Cloud-based replacements for current approaches have the advantage of pooling a wide range of data in a single place. The commercial real estate sector has long relied on intuition and a tribal knowledge of real estate value along with 3rd party data sources created from their own and industry competitor’s sales data to inform their decision-making. But, with the cloud, the potential to supplement this intuition with real-world empirical data sources from right within a form’s own data repositories is enormous. Even an expert on the factors that determine value can’t be in a location 24/7, but technologies being deployed today are providing a wealth of data that individuals would never be able to collect and manage on their own. With a wider range of information sources available which can be integrated into cloud based financial modeling scenarios, there is enormous potential to augment and increase the accuracy of expert intuition that is not currently being tapped.
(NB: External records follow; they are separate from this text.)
//! Web 模块的数据类型定义

use std::sync::Arc;

use axum::{http::StatusCode, response::Json};
use serde::{Deserialize, Serialize};

use crate::cache::CacheStats;
use crate::error::NoteError;
use crate::service::{NoteService, ServiceStatsSnapshot};
use crate::worker::{DeadLetter, DeadLetterQueue, WorkerStats, WorkerStatsSnapshot};

/// 应用状态
#[derive(Clone)]
pub struct AppState {
    pub service: Arc<NoteService>,
    pub worker_stats: Arc<WorkerStats>,
    pub dead_letters: Arc<DeadLetterQueue>,
}

/// 处理器的错误返回类型
pub type ApiError = (StatusCode, Json<serde_json::Value>);

/// 把服务错误映射为 HTTP 状态码和 `{"error": ...}` 响应体
pub fn api_error(error: NoteError) -> ApiError {
    let status = match error {
        NoteError::NotFound(_) => StatusCode::NOT_FOUND,
        NoteError::InvalidArgument(_) => StatusCode::BAD_REQUEST,
        NoteError::QueueUnavailable(_) => StatusCode::SERVICE_UNAVAILABLE,
        _ => StatusCode::INTERNAL_SERVER_ERROR,
    };

    // 验证消息原样返回给客户端
    let message = match error {
        NoteError::InvalidArgument(msg) => msg,
        NoteError::NotFound(_) => "Not found.".to_string(),
        other => {
            crate::error::helpers::log_error(&other);
            other.to_string()
        }
    };

    (status, Json(serde_json::json!({ "error": message })))
}

/// 翻译请求
#[derive(Debug, Default, Deserialize)]
pub struct TranslateRequest {
    #[serde(default)]
    pub target_language: Option<String>,
}

/// 翻译已受理响应
#[derive(Debug, Serialize)]
pub struct TranslateAccepted {
    pub message: &'static str,
    pub job_id: u64,
}

/// 统计响应
#[derive(Debug, Serialize)]
pub struct StatsResponse {
    pub cache: CacheStats,
    pub cache_hit_rate: f64,
    pub service: ServiceStatsSnapshot,
    pub worker: WorkerStatsSnapshot,
    pub dead_letters: Vec<DeadLetter>,
}

/// 健康检查响应
#[derive(Debug, Serialize)]
pub struct HealthResponse {
    pub status: &'static str,
    pub version: &'static str,
}
//! 翻译任务与任务队列
//!
//! 每个任务的状态机为 `Dispatched -> Running -> {Succeeded, Failed}`，
//! 终态之后不再变化。队列基于 tokio mpsc，入队不会阻塞请求方。

use std::fmt;
use std::sync::atomic::{AtomicU64, Ordering};
use std::sync::Arc;

use chrono::{DateTime, Utc};
use dashmap::DashMap;
use serde::Serialize;
use tokio::sync::mpsc::{self, error::TrySendError};

use crate::error::{NoteError, NoteResult};
use crate::model::NoteId;

/// 任务标识符，单调递增
pub type JobId = u64;

/// 默认队列容量
pub const DEFAULT_QUEUE_CAPACITY: usize = 1024;

/// 任务状态
#[derive(Debug, Clone, Copy, PartialEq, Eq, Hash, Serialize)]
#[serde(rename_all = "snake_case")]
pub enum JobState {
    Dispatched,
    Running,
    Succeeded,
    Failed,
}

impl JobState {
    pub fn is_terminal(self) -> bool {
        matches!(self, JobState::Succeeded | JobState::Failed)
    }

    fn can_transition_to(self, next: JobState) -> bool {
        matches!(
            (self, next),
            (JobState::Dispatched, JobState::Running)
                | (JobState::Running, JobState::Succeeded)
                | (JobState::Running, JobState::Failed)
        )
    }
}

impl fmt::Display for JobState {
    fn fmt(&self, f: &mut fmt::Formatter<'_>) -> fmt::Result {
        let name = match self {
            JobState::Dispatched => "dispatched",
            JobState::Running => "running",
            JobState::Succeeded => "succeeded",
            JobState::Failed => "failed",
        };
        f.write_str(name)
    }
}

/// 一次翻译请求
#[derive(Debug, Clone)]
pub struct TranslationJob {
    pub id: JobId,
    pub note_id: NoteId,
    pub target_language: String,
    pub dispatched_at: DateTime<Utc>,
    state: JobState,
    attempts: u32,
    failure: Option<String>,
}

impl TranslationJob {
    pub fn new(id: JobId, note_id: NoteId, target_language: impl Into<String>) -> Self {
        Self {
            id,
            note_id,
            target_language: target_language.into(),
            dispatched_at: Utc::now(),
            state: JobState::Dispatched,
            attempts: 0,
            failure: None,
        }
    }

    pub fn state(&self) -> JobState {
        self.state
    }

    /// 已调用外部翻译函数的次数
    pub fn attempts(&self) -> u32 {
        self.attempts
    }

    pub fn failure_reason(&self) -> Option<&str> {
        self.failure.as_deref()
    }

    fn transition(&mut self, next: JobState) -> NoteResult<()> {
        if !self.state.can_transition_to(next) {
            return Err(NoteError::Internal(format!(
                "任务 {} 非法状态转换: {} -> {}",
                self.id, self.state, next
            )));
        }
        self.state = next;
        Ok(())
    }

    /// `Dispatched -> Running`
    pub fn start(&mut self) -> NoteResult<()> {
        self.transition(JobState::Running)
    }

    /// 记录一次翻译尝试，只允许在 `Running` 状态下调用
    pub fn begin_attempt(&mut self) -> NoteResult<u32> {
        if self.state != JobState::Running {
            return Err(NoteError::Internal(format!(
                "任务 {} 不在运行状态: {}",
                self.id, self.state
            )));
        }
        self.attempts += 1;
        Ok(self.attempts)
    }

    /// `Running -> Succeeded`
    pub fn succeed(&mut self) -> NoteResult<()> {
        self.transition(JobState::Succeeded)
    }

    /// `Running -> Failed`，保留失败原因
    pub fn fail(&mut self, reason: impl Into<String>) -> NoteResult<()> {
        self.transition(JobState::Failed)?;
        self.failure = Some(reason.into());
        Ok(())
    }
}

/// 任务队列接口
///
/// 入队只负责登记并交给异步执行方，不等待任务完成。
pub trait JobQueue: Send + Sync {
    fn enqueue(&self, note_id: NoteId, target_language: &str) -> NoteResult<JobId>;

    /// 笔记已删除，丢弃为它保存的派发记录
    fn forget(&self, _note_id: NoteId) {}
}

/// 每条笔记最近一次派发的任务
#[derive(Debug, Default)]
pub struct DispatchLedger {
    latest: DashMap<NoteId, JobId>,
}

impl DispatchLedger {
    pub fn new() -> Self {
        Self::default()
    }

    /// 登记派发，只保留最大的任务号
    pub fn record(&self, note_id: NoteId, job_id: JobId) {
        self.latest
            .entry(note_id)
            .and_modify(|current| {
                if job_id > *current {
                    *current = job_id;
                }
            })
            .or_insert(job_id);
    }

    pub fn latest(&self, note_id: NoteId) -> Option<JobId> {
        self.latest.get(&note_id).map(|entry| *entry.value())
    }

    /// 仅当 `job_id` 仍是最近派发的任务时执行 `commit`，否则返回最近的任务号
    ///
    /// `commit` 执行期间持有该笔记所在分片的读锁，并发的 `record` 会等待
    /// 它完成，因此检查与写入之间不会插入新的派发。未登记的笔记直接执行。
    /// `commit` 内不能再访问本记录。
    pub fn commit_if_latest<R>(
        &self,
        note_id: NoteId,
        job_id: JobId,
        commit: impl FnOnce() -> R,
    ) -> Result<R, JobId> {
        let guard = self.latest.get(&note_id);
        match guard.as_ref().map(|entry| *entry.value()) {
            Some(latest) if latest != job_id => Err(latest),
            _ => Ok(commit()),
        }
    }

    pub fn forget(&self, note_id: NoteId) {
        self.latest.remove(&note_id);
    }
}

/// 任务接收端，由工作池消费
pub struct JobReceiver {
    receiver: mpsc::Receiver<TranslationJob>,
}

impl JobReceiver {
    pub async fn recv(&mut self) -> Option<TranslationJob> {
        self.receiver.recv().await
    }

    /// 关闭接收端，之后的入队都会失败
    pub fn close(&mut self) {
        self.receiver.close();
    }
}

/// 基于有界 mpsc 通道的任务队列
#[derive(Clone)]
pub struct ChannelJobQueue {
    sender: mpsc::Sender<TranslationJob>,
    next_id: Arc<AtomicU64>,
    ledger: Arc<DispatchLedger>,
}

impl ChannelJobQueue {
    /// 创建队列及其接收端
    pub fn new(capacity: usize, ledger: Arc<DispatchLedger>) -> (Self, JobReceiver) {
        let (sender, receiver) = mpsc::channel(capacity.max(1));
        let queue = Self {
            sender,
            next_id: Arc::new(AtomicU64::new(1)),
            ledger,
        };
        (queue, JobReceiver { receiver })
    }
}

impl JobQueue for ChannelJobQueue {
    fn enqueue(&self, note_id: NoteId, target_language: &str) -> NoteResult<JobId> {
        let id = self.next_id.fetch_add(1, Ordering::SeqCst);
        let job = TranslationJob::new(id, note_id, target_language);

        // 先登记再发送，工作者收到任务时总能看到它
        self.ledger.record(note_id, id);
        match self.sender.try_send(job) {
            Ok(()) => {
                tracing::debug!(
                    "翻译任务已入队: job {} note {} -> {}",
                    id,
                    note_id,
                    target_language
                );
                Ok(id)
            }
            Err(TrySendError::Full(_)) => Err(NoteError::QueueUnavailable(
                "翻译任务队列已满".to_string(),
            )),
            Err(TrySendError::Closed(_)) => Err(NoteError::QueueUnavailable(
                "翻译任务队列已关闭".to_string(),
            )),
        }
    }

    fn forget(&self, note_id: NoteId) {
        self.ledger.forget(note_id);
    }
}
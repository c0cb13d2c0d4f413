//! Web 服务器模块
//!
//! 把笔记服务暴露为 JSON HTTP 接口

pub mod handlers;
pub mod routes;
pub mod types;

pub use routes::create_routes;
pub use types::*;

use std::future::Future;
use std::net::SocketAddr;
use std::sync::Arc;

use axum::Router;
use tower_http::{cors::CorsLayer, trace::TraceLayer};

use crate::error::{NoteError, NoteResult};

/// 创建带中间件的路由器
pub fn create_router(app_state: Arc<AppState>) -> Router {
    create_routes()
        .with_state(app_state)
        .layer(CorsLayer::permissive())
        .layer(TraceLayer::new_for_http())
}

/// Web 服务器
pub struct WebServer {
    addr: SocketAddr,
    state: Arc<AppState>,
}

impl WebServer {
    pub fn new(addr: SocketAddr, state: Arc<AppState>) -> Self {
        Self { addr, state }
    }

    /// 启动 Web 服务器，`shutdown` 完成后停止接受新连接并等待在途请求结束
    pub async fn start_with_shutdown<F>(self, shutdown: F) -> NoteResult<()>
    where
        F: Future<Output = ()> + Send + 'static,
    {
        let listener = tokio::net::TcpListener::bind(self.addr)
            .await
            .map_err(|e| NoteError::Internal(format!("绑定地址 {} 失败: {}", self.addr, e)))?;

        tracing::info!("Web 服务启动: http://{}", self.addr);

        axum::serve(listener, create_router(self.state))
            .with_graceful_shutdown(shutdown)
            .await
            .map_err(|e| NoteError::Internal(format!("服务器错误: {}", e)))?;

        tracing::info!("Web 服务已停止");
        Ok(())
    }
}
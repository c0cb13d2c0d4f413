//! Web 路由定义

use std::sync::Arc;

use axum::{
    routing::{get, post},
    Router,
};

use crate::web::{handlers::*, types::AppState};

/// 创建 API 路由
pub fn create_routes() -> Router<Arc<AppState>> {
    Router::new()
        .route("/api/notes", get(list_notes).post(create_note))
        .route(
            "/api/notes/:id",
            get(get_note)
                .put(replace_note)
                .patch(patch_note)
                .delete(delete_note),
        )
        .route("/api/notes/:id/translate", post(translate_note))
        .route("/api/stats", get(get_stats))
        .route("/health", get(health))
}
Cloud-based software can also offer features like simple user interfaces built on rich automation and heuristic analysis technology. Currently, underwriters and analysts spend vast amounts of time preparing and auditing models and usually do not find mistakes in the model until after it is completed. Analysts take 6-12 months of training to become effective, and spend 20-35 hours per week modeling, with an average of 195 minutes dedicated to fully audit a model. Much of these intensive activities could be enhanced by smarter software automation which free up analysts and underwriters to evaluate more properties and deals than they currently are able to.
Serving a one-two punch to disruptive threats
The economies-of-scale with the current approach to financial modeling are unsustainable and lack scalability on many levels, but the time spent on mundane tasks by highly trained and experienced professionals is perhaps the most significant. The human capital and opportunity costs in this area are enormous, and by taking such fundamental steps as moving financial underwriting and valuation analytics software to the cloud can help real estate firms and professional break down data silos and enhance the frequency and accuracy of critical financial analysis and reporting. Today’s players in commercial real estate have the opportunity to serve a one-two punch to disruptive threats: increased efficiency and productivity alongside modern easy to use cloud-based software which can unlock and manage data across a variety of analyses.